Listed records:
————————
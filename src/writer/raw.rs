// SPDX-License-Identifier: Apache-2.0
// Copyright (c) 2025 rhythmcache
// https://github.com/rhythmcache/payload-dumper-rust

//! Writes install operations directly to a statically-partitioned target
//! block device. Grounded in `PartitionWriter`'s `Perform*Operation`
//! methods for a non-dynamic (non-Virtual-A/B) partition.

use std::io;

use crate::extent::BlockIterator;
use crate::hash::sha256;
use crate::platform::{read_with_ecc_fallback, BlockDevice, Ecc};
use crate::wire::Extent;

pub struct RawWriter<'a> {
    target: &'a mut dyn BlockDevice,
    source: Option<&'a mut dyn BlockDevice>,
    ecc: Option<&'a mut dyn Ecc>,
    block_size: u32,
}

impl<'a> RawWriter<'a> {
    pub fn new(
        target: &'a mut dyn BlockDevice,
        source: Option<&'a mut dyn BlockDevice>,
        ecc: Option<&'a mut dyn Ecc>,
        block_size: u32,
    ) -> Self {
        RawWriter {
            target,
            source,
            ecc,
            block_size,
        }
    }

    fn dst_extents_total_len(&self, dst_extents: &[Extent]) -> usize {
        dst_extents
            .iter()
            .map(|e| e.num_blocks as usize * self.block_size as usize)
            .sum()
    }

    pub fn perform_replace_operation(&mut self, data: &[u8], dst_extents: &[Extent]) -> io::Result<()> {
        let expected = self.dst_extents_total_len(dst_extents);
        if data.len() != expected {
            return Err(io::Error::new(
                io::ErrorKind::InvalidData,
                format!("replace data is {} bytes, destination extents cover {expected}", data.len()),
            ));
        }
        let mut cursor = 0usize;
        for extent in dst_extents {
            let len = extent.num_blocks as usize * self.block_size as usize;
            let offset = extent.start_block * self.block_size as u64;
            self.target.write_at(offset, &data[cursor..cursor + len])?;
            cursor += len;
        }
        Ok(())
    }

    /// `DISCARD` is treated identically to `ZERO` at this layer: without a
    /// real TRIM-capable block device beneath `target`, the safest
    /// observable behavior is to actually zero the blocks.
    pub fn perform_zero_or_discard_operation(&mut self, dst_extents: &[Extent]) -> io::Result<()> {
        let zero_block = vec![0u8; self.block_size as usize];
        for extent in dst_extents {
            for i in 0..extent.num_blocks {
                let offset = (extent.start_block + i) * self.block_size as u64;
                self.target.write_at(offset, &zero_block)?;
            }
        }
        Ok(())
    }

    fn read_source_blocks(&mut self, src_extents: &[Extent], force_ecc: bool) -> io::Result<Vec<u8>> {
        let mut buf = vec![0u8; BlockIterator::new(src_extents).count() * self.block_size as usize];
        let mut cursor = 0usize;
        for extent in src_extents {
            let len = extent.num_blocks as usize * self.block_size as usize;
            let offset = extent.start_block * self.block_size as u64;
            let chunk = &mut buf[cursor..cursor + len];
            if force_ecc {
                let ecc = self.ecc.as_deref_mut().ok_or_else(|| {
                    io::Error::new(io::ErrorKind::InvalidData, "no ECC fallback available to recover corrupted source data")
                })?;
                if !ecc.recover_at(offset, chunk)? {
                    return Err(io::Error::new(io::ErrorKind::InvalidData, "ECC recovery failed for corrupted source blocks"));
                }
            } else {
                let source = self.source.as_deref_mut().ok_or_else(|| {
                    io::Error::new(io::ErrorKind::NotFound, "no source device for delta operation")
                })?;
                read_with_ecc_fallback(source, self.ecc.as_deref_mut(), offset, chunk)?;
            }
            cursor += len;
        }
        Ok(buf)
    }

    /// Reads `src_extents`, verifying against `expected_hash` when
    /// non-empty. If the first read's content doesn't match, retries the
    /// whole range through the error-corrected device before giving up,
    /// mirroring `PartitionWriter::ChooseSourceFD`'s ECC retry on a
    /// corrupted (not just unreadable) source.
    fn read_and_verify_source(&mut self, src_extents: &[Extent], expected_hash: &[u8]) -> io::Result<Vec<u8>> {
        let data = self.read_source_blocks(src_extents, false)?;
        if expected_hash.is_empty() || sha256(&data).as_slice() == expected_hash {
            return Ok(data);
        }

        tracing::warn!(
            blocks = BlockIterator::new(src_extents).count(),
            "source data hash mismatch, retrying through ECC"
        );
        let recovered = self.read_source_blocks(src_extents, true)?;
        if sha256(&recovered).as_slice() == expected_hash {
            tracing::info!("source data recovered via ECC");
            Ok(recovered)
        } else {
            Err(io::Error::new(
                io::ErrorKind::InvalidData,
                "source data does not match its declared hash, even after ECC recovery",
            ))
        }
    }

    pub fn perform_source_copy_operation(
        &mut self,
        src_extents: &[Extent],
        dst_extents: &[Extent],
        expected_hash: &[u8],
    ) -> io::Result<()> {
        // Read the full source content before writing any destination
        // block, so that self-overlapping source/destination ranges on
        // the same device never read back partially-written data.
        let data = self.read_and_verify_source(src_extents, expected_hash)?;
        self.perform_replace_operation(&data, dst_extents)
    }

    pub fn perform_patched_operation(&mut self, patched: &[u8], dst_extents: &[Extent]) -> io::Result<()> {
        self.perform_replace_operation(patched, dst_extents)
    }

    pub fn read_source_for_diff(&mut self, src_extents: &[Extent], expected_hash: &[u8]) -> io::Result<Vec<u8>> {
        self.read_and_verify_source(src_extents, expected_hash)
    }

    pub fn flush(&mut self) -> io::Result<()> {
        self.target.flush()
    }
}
————————
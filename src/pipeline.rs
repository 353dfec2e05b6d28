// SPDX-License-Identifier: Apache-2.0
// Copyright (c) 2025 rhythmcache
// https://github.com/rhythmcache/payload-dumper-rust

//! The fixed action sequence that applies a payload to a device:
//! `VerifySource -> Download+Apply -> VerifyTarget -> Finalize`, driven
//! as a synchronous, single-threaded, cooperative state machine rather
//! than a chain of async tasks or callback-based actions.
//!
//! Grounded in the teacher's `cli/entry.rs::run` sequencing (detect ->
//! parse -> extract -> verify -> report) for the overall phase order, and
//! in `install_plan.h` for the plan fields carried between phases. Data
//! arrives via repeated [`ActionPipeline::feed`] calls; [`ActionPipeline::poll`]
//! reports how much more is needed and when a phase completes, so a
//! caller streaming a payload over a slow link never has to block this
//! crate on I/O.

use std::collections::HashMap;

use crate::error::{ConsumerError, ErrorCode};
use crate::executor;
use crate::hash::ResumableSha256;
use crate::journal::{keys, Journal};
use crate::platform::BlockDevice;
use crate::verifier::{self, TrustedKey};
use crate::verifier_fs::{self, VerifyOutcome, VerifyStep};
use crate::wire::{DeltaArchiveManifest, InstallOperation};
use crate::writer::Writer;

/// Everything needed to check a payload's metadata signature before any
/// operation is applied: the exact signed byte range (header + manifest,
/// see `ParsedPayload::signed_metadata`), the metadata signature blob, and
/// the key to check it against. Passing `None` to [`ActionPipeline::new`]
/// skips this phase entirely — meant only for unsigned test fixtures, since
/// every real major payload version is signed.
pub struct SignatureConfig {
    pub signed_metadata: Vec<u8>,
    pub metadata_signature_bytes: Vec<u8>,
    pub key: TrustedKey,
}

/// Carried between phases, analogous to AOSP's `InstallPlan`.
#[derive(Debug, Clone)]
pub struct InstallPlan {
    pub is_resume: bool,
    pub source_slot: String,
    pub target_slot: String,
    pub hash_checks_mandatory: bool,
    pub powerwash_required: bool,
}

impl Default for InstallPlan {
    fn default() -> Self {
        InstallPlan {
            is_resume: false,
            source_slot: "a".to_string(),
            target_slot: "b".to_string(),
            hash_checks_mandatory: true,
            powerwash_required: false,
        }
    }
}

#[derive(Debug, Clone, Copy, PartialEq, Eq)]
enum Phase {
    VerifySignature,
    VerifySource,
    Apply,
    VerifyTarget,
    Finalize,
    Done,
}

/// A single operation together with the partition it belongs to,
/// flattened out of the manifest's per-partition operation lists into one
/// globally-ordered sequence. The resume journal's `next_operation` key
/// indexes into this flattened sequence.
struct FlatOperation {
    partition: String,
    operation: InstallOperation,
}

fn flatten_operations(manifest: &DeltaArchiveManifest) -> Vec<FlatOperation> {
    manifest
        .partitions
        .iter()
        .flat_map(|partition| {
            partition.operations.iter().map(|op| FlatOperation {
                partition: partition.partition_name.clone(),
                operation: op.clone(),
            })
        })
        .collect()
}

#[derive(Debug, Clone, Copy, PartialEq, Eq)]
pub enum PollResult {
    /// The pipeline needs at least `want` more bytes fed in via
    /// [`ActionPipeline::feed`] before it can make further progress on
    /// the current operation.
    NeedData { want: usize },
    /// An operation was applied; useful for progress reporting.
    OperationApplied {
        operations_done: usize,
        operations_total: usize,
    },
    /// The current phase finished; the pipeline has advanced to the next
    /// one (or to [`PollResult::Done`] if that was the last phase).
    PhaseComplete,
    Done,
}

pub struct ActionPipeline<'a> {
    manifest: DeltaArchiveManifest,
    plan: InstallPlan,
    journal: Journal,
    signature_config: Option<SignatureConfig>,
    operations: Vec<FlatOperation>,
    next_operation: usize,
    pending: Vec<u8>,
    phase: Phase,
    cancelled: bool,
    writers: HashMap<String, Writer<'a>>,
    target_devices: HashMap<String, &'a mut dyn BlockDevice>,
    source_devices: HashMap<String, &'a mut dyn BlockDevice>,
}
————————
What is expected:
Go through the entries and report every line with the string "TrustedKey".

Task solution:
use crate::verifier::{self, TrustedKey};
    pub key: TrustedKey,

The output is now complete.